4 Reasons To Give Menstrual Cups A Try

Let me guess. If you are a human being conscious about the footprint that humankind leaves on our Mother Earth every day; ‘strive to be more environmentally responsible’ is pretty high up on your New Year’s resolutions list.  According to the US Government, being more environmentally friendly, improving physical well-being, improving mental wellbeing, strengthening your finances, being more physically active; are some of the most popular New Year’s resolutions every year.

What if you could obtain all of this with one simple object? What if I told you that a menstrual cup could help you achieve all of these resolutions at the start of your next period?

These four reasons to give menstrual cups a try aren’t just about living a more environmentally sustainable lifestyle. They’re about helping women and girls around the world to empower themselves through choice, ditching the stigma that years of oppression and patriarchy have forced upon us and our bodies.

4 Reasons To Give Menstrual Cups A Try

1. Take Care of Mother Earth

The average woman will menstruate for 8.2 years in her lifetime, that’s around 3,000 days. What does this mean? Waste!

Before trying a menstrual cup, I used an average of 4 pads per day (yeah, I have a heavy flood, kind of like a scene from the Shining!). It means in my lifetime, I will end up using about of 12,000 pads – his equates to two minibuses full of waste

Now, imagine if every woman on the planet uses pads or tampons. Currently, there are 3,802,863,740 women in the world. Imagine the amount of waste that we are collectively creating through the use of traditional menstrual products. Pads that contain the same amount of plastic as four plastic bags. Tampons which contain polyester and rayon, plus cotton that has been growing in farms whose waste can contribute to water contamination due to runoff and pesticides.

The majority of pads and tampon will end up in a landfill, taking up to 500 years to biodegrade. Many will find their way into our oceans, polluting our waterways, oceans and rivers, or clogging our sewers, or being incinerated. Not to mention that a year’s worth of disposable period products leaves a carbon footprint of 5.3 kg CO2 equivalent.

However, earth’s blood is not just in our hands. Who can blame us for using the menstrual products that we know? Other alternatives, such as menstrual cups, are rarely even mentioned in education curriculums and the breadth of choice available to us forms but a small part of our daily conversation.

A menstrual cup can be reused time and time again, lasting for up to ten years and saving countless menstrual products from landfill.

Did you know?
Menstrual cups are made of Silicone, a material derived from silica (a type of sand), the second most abundant mineral of Earth’s crust.

2. Reconnect With Your Body and Your Menstrual Cycle

Society teaches us to feel ashamed of our female bodies and to feel shame of a natural process that is essential for us to create life.
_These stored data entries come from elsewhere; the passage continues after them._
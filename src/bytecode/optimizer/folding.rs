//! Constant folding over literal operands.
//!
//! Folds arithmetic, comparison, and logical operators whose operands are
//! literals, applying the same numeric-promotion and truthiness rules the VM
//! applies at runtime. Anything that would fail at runtime (type mismatch,
//! division by zero) is left unfolded so the error still surfaces there.

use crate::ast::{BinaryOp, Expr, Literal, MatchArm, Stmt, SwitchCase, UnaryOp};

use super::types::OptimizationStats;

/// Fold constants in every expression position of a statement list
pub(super) fn fold_statements(stmts: &[Stmt], stats: &mut OptimizationStats) -> Vec<Stmt> {
    stmts.iter().map(|s| fold_stmt(s, stats)).collect()
}

fn fold_block(stmts: &[Stmt], stats: &mut OptimizationStats) -> Vec<Stmt> {
    fold_statements(stmts, stats)
}

fn fold_stmt(stmt: &Stmt, stats: &mut OptimizationStats) -> Stmt {
    match stmt {
        Stmt::Assign { name, value } => Stmt::Assign {
            name: name.clone(),
            value: fold_expr(value, stats),
        },
        Stmt::Reassign { name, value } => Stmt::Reassign {
            name: name.clone(),
            value: fold_expr(value, stats),
        },
        Stmt::Return(value) => Stmt::Return(fold_expr(value, stats)),
        Stmt::If {
            condition,
            then_block,
            else_block,
        } => Stmt::If {
            condition: fold_expr(condition, stats),
            then_block: fold_block(then_block, stats),
            else_block: else_block.as_ref().map(|b| fold_block(b, stats)),
        },
        Stmt::While { condition, body } => Stmt::While {
            condition: fold_expr(condition, stats),
            body: fold_block(body, stats),
        },
        Stmt::For {
            key,
            value,
            iterable,
            body,
        } => Stmt::For {
            key: key.clone(),
            value: value.clone(),
            iterable: fold_expr(iterable, stats),
            body: fold_block(body, stats),
        },
        Stmt::Switch {
            scrutinee,
            cases,
            default,
        } => Stmt::Switch {
            scrutinee: fold_expr(scrutinee, stats),
            cases: cases
                .iter()
                .map(|case| SwitchCase {
                    value: fold_expr(&case.value, stats),
                    body: fold_block(&case.body, stats),
                })
                .collect(),
            default: default.as_ref().map(|b| fold_block(b, stats)),
        },
        Stmt::Expression(expr) => Stmt::Expression(fold_expr(expr, stats)),
        Stmt::Break | Stmt::Continue | Stmt::Validation { .. } => stmt.clone(),
    }
}

/// Fold one expression bottom-up
pub(super) fn fold_expr(expr: &Expr, stats: &mut OptimizationStats) -> Expr {
    match expr {
        Expr::Binary { op, lhs, rhs } => {
            let lhs = fold_expr(lhs, stats);
            let rhs = fold_expr(rhs, stats);
            if let (Expr::Literal(a), Expr::Literal(b)) = (&lhs, &rhs) {
                if let Some(folded) = fold_binary(*op, a, b) {
                    stats.constants_folded += 1;
                    return Expr::Literal(folded);
                }
            }
            Expr::Binary {
                op: *op,
                lhs: Box::new(lhs),
                rhs: Box::new(rhs),
            }
        }
        Expr::Unary { op, operand } => {
            let operand = fold_expr(operand, stats);
            if let Expr::Literal(lit) = &operand {
                if let Some(folded) = fold_unary(*op, lit) {
                    stats.constants_folded += 1;
                    return Expr::Literal(folded);
                }
            }
            Expr::Unary {
                op: *op,
                operand: Box::new(operand),
            }
        }
        Expr::Array(items) => Expr::Array(items.iter().map(|e| fold_expr(e, stats)).collect()),
        Expr::Object(fields) => Expr::Object(
            fields
                .iter()
                .map(|(k, v)| (k.clone(), fold_expr(v, stats)))
                .collect(),
        ),
        Expr::FieldAccess { object, field } => Expr::FieldAccess {
            object: Box::new(fold_expr(object, stats)),
            field: field.clone(),
        },
        Expr::Index { collection, index } => Expr::Index {
            collection: Box::new(fold_expr(collection, stats)),
            index: Box::new(fold_expr(index, stats)),
        },
        Expr::Call { name, args } => Expr::Call {
            name: name.clone(),
            args: args.iter().map(|e| fold_expr(e, stats)).collect(),
        },
        Expr::Match { scrutinee, arms } => Expr::Match {
            scrutinee: Box::new(fold_expr(scrutinee, stats)),
            arms: arms
                .iter()
                .map(|arm| MatchArm {
                    pattern: arm.pattern.clone(),
                    guard: arm.guard.as_ref().map(|g| fold_expr(g, stats)),
                    body: fold_expr(&arm.body, stats),
                })
                .collect(),
        },
        Expr::Async(body) => Expr::Async(fold_block(body, stats)),
        Expr::Await(inner) => Expr::Await(Box::new(fold_expr(inner, stats))),
        Expr::Literal(_) | Expr::Variable(_) | Expr::Lambda { .. } => expr.clone(),
    }
}

/// Fold a binary operator over two literals, `None` when the operation is
/// not foldable (or would fail at runtime)
fn fold_binary(op: BinaryOp, lhs: &Literal, rhs: &Literal) -> Option<Literal> {
    use Literal::*;
    match op {
        BinaryOp::Add => match (lhs, rhs) {
            (Int(a), Int(b)) => a.checked_add(*b).map(Int),
            (Float(a), Float(b)) => Some(Float(a + b)),
            (Int(a), Float(b)) => Some(Float(*a as f64 + b)),
            (Float(a), Int(b)) => Some(Float(a + *b as f64)),
            (String(a), String(b)) => Some(String(format!("{}{}", a, b))),
            _ => None,
        },
        BinaryOp::Sub => match (lhs, rhs) {
            (Int(a), Int(b)) => a.checked_sub(*b).map(Int),
            (Float(a), Float(b)) => Some(Float(a - b)),
            (Int(a), Float(b)) => Some(Float(*a as f64 - b)),
            (Float(a), Int(b)) => Some(Float(a - *b as f64)),
            _ => None,
        },
        BinaryOp::Mul => match (lhs, rhs) {
            (Int(a), Int(b)) => a.checked_mul(*b).map(Int),
            (Float(a), Float(b)) => Some(Float(a * b)),
            (Int(a), Float(b)) => Some(Float(*a as f64 * b)),
            (Float(a), Int(b)) => Some(Float(a * *b as f64)),
            _ => None,
        },
        BinaryOp::Div => match (lhs, rhs) {
            // Division by a zero divisor is a runtime error; leave it alone
            (_, Int(0)) => None,
            (_, Float(z)) if *z == 0.0 => None,
            (Int(a), Int(b)) => a.checked_div(*b).map(Int),
            (Float(a), Float(b)) => Some(Float(a / b)),
            (Int(a), Float(b)) => Some(Float(*a as f64 / b)),
            (Float(a), Int(b)) => Some(Float(a / *b as f64)),
            _ => None,
        },
        BinaryOp::Shl => match (lhs, rhs) {
            (Int(a), Int(b)) if (0..64).contains(b) => Some(Int(a.wrapping_shl(*b as u32))),
            _ => None,
        },
        BinaryOp::Shr => match (lhs, rhs) {
            (Int(a), Int(b)) if (0..64).contains(b) => Some(Int(a.wrapping_shr(*b as u32))),
            _ => None,
        },
        BinaryOp::Eq => Some(Bool(lhs.to_value() == rhs.to_value())),
        BinaryOp::Ne => Some(Bool(lhs.to_value() != rhs.to_value())),
        BinaryOp::Lt | BinaryOp::Le | BinaryOp::Gt | BinaryOp::Ge => {
            let ordering = compare_literals(lhs, rhs)?;
            Some(Bool(match op {
                BinaryOp::Lt => ordering.is_lt(),
                BinaryOp::Le => ordering.is_le(),
                BinaryOp::Gt => ordering.is_gt(),
                _ => ordering.is_ge(),
            }))
        }
        BinaryOp::And => Some(Bool(
            lhs.to_value().is_truthy() && rhs.to_value().is_truthy(),
        )),
        BinaryOp::Or => Some(Bool(
            lhs.to_value().is_truthy() || rhs.to_value().is_truthy(),
        )),
    }
}

/// Ordering between two literals, defined only on numerics and strings
fn compare_literals(lhs: &Literal, rhs: &Literal) -> Option<std::cmp::Ordering> {
    use Literal::*;
    match (lhs, rhs) {
        (Int(a), Int(b)) => Some(a.cmp(b)),
        (Float(a), Float(b)) => a.partial_cmp(b),
        (Int(a), Float(b)) => (*a as f64).partial_cmp(b),
        (Float(a), Int(b)) => a.partial_cmp(&(*b as f64)),
        (String(a), String(b)) => Some(a.cmp(b)),
        _ => None,
    }
}

fn fold_unary(op: UnaryOp, lit: &Literal) -> Option<Literal> {
    match op {
        UnaryOp::Neg => match lit {
            Literal::Int(n) => n.checked_neg().map(Literal::Int),
            Literal::Float(f) => Some(Literal::Float(-f)),
            _ => None,
        },
        UnaryOp::Not => Some(Literal::Bool(!lit.to_value().is_truthy())),
    }
}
We feel less disgust seeing a Tarantino movie than seeing blood from our own body. We secretly ask for a pad or a tampon from our best friends in the classroom, at work, or in social events, like we are trading an illicit substance. And then when we buy menstrual products  in the supermarket, before paying for our pack of pads or tampons we check that no one is watching.

Periods are a taboo all around the world and from a very young age, we carry the “responsibility” to hide our female nature. Not to mention that around the world, some cultural and religious beliefs limit women to do daily -basis activities whilst on their period such as praying, or nutrition depravations.

A menstrual cup not only helps you to learn about your body and reconnect with yourself but it also teaches you about your menstrual cycle. How much blood do you have during your period, what colour is it, what does it look like?.

Once we stop hiding and feeling a sense of shame about a natural process, we will start loving our bodies in all aspects and situations, in every change and in every cycle.

A menstrual cup empowers to women to understand, accept and be amazed by the power and magic of our bodies. Once we love our body, we also start to be more careful about the products that we insert into our body. Traditional menstrual products such as tampons and pads are often made with harmful synthetics and chemicals that may lead to severe infections and other health risks.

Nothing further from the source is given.